Exercise aim ▸ Would you return, word for word, the lines of the data below from the line with "record.running = false;" through the line with "let count = threads.iter().filter(|t|", and no others?

>>>

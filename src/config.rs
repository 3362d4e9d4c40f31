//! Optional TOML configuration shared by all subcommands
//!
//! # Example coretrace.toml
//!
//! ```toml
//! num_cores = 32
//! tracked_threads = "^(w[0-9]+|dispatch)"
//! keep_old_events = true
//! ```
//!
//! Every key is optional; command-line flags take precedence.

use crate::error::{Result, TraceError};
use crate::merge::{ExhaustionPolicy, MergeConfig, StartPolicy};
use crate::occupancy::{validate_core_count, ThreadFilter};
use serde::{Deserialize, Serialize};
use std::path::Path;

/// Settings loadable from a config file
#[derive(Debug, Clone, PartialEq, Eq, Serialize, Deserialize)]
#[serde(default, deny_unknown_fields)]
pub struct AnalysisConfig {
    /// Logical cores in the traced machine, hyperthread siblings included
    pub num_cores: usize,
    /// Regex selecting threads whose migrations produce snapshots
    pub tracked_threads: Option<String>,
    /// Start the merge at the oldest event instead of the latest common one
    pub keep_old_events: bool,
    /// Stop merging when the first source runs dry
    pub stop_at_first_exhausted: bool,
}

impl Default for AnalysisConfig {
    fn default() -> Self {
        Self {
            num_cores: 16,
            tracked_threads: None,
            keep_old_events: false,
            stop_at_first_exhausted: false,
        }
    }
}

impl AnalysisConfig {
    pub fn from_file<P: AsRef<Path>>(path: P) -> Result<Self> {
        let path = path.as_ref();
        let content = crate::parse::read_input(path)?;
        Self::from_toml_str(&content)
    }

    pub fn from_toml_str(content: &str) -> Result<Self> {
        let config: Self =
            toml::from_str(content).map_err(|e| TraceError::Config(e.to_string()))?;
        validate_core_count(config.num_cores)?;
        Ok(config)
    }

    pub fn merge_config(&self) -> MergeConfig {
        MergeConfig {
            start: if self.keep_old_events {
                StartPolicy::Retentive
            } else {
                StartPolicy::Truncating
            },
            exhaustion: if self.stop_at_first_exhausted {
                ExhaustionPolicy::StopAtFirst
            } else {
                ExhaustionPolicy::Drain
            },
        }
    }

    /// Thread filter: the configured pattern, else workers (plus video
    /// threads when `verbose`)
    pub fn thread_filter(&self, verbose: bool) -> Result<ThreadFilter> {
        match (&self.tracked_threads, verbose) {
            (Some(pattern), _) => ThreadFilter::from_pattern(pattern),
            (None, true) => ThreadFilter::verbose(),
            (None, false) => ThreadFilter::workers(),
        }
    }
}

<<<
>>>

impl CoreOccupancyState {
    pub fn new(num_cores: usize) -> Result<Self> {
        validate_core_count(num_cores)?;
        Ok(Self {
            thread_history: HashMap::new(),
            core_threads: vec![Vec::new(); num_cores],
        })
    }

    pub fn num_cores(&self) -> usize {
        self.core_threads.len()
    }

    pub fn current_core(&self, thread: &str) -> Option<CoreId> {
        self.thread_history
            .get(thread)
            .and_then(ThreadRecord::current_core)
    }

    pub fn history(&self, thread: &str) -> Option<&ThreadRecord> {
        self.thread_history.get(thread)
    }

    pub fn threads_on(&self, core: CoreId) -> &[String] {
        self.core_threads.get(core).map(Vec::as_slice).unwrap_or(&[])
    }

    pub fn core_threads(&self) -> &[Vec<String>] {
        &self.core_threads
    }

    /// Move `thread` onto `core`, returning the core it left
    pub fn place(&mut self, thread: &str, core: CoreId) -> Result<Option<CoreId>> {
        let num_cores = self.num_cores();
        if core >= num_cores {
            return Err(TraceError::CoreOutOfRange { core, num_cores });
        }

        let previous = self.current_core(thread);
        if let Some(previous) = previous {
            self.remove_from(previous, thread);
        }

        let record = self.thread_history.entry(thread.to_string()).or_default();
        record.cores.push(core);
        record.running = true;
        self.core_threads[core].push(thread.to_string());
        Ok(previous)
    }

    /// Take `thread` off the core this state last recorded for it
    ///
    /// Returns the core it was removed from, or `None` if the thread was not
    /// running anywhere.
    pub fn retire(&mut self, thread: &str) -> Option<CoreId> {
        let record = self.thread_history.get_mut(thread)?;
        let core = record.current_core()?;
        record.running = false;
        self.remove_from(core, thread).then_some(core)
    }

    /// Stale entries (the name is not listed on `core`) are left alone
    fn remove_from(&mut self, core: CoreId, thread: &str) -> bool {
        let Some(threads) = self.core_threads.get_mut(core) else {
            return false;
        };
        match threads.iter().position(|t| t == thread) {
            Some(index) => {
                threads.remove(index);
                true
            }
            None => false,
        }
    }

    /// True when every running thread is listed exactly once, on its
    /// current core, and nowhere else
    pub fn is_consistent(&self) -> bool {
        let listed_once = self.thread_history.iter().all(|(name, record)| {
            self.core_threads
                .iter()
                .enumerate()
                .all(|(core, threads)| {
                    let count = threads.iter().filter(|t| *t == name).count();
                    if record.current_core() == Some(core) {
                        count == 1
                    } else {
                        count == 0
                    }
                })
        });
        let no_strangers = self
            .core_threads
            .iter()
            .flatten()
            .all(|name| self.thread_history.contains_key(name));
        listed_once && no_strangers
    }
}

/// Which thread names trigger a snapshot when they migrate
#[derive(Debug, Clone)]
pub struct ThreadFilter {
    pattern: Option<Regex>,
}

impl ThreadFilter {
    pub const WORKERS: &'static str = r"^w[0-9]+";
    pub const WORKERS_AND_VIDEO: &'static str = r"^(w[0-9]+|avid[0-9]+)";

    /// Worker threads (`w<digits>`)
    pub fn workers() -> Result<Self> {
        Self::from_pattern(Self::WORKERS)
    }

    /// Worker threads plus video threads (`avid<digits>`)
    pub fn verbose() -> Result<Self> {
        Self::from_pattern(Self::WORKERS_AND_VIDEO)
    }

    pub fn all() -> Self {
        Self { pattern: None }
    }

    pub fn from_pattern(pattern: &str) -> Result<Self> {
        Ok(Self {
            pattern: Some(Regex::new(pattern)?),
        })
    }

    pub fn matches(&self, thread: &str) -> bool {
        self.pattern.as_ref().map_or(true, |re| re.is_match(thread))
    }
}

<<<
>>>

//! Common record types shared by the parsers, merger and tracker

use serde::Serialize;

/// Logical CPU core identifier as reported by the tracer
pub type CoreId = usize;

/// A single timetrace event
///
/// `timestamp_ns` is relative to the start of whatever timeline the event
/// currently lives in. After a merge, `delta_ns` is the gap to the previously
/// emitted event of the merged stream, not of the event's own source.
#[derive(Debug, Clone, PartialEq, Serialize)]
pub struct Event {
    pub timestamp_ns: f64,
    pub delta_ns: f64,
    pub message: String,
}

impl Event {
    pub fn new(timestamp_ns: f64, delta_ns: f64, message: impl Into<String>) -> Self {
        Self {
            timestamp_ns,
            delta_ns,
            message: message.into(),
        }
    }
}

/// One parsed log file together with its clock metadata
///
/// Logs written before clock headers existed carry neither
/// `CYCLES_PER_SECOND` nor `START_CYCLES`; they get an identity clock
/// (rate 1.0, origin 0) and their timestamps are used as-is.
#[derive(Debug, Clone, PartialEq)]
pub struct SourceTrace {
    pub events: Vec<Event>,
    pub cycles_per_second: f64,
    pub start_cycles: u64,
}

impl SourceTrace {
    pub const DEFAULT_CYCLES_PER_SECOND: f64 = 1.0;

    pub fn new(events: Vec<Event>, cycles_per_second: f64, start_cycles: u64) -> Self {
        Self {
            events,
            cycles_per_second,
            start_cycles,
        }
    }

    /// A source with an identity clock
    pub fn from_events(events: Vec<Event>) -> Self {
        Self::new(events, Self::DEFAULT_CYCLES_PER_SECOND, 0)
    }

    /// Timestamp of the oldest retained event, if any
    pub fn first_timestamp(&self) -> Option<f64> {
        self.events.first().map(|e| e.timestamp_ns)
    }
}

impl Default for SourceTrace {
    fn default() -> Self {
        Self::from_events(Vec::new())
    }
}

<<<

Solution below ▸
        record.running = false;
        self.remove_from(core, thread).then_some(core)
    }

    /// Stale entries (the name is not listed on `core`) are left alone
    fn remove_from(&mut self, core: CoreId, thread: &str) -> bool {
        let Some(threads) = self.core_threads.get_mut(core) else {
            return false;
        };
        match threads.iter().position(|t| t == thread) {
            Some(index) => {
                threads.remove(index);
                true
            }
            None => false,
        }
    }

    /// True when every running thread is listed exactly once, on its
    /// current core, and nowhere else
    pub fn is_consistent(&self) -> bool {
        let listed_once = self.thread_history.iter().all(|(name, record)| {
            self.core_threads
                .iter()
                .enumerate()
                .all(|(core, threads)| {
                    let count = threads.iter().filter(|t| *t == name).count();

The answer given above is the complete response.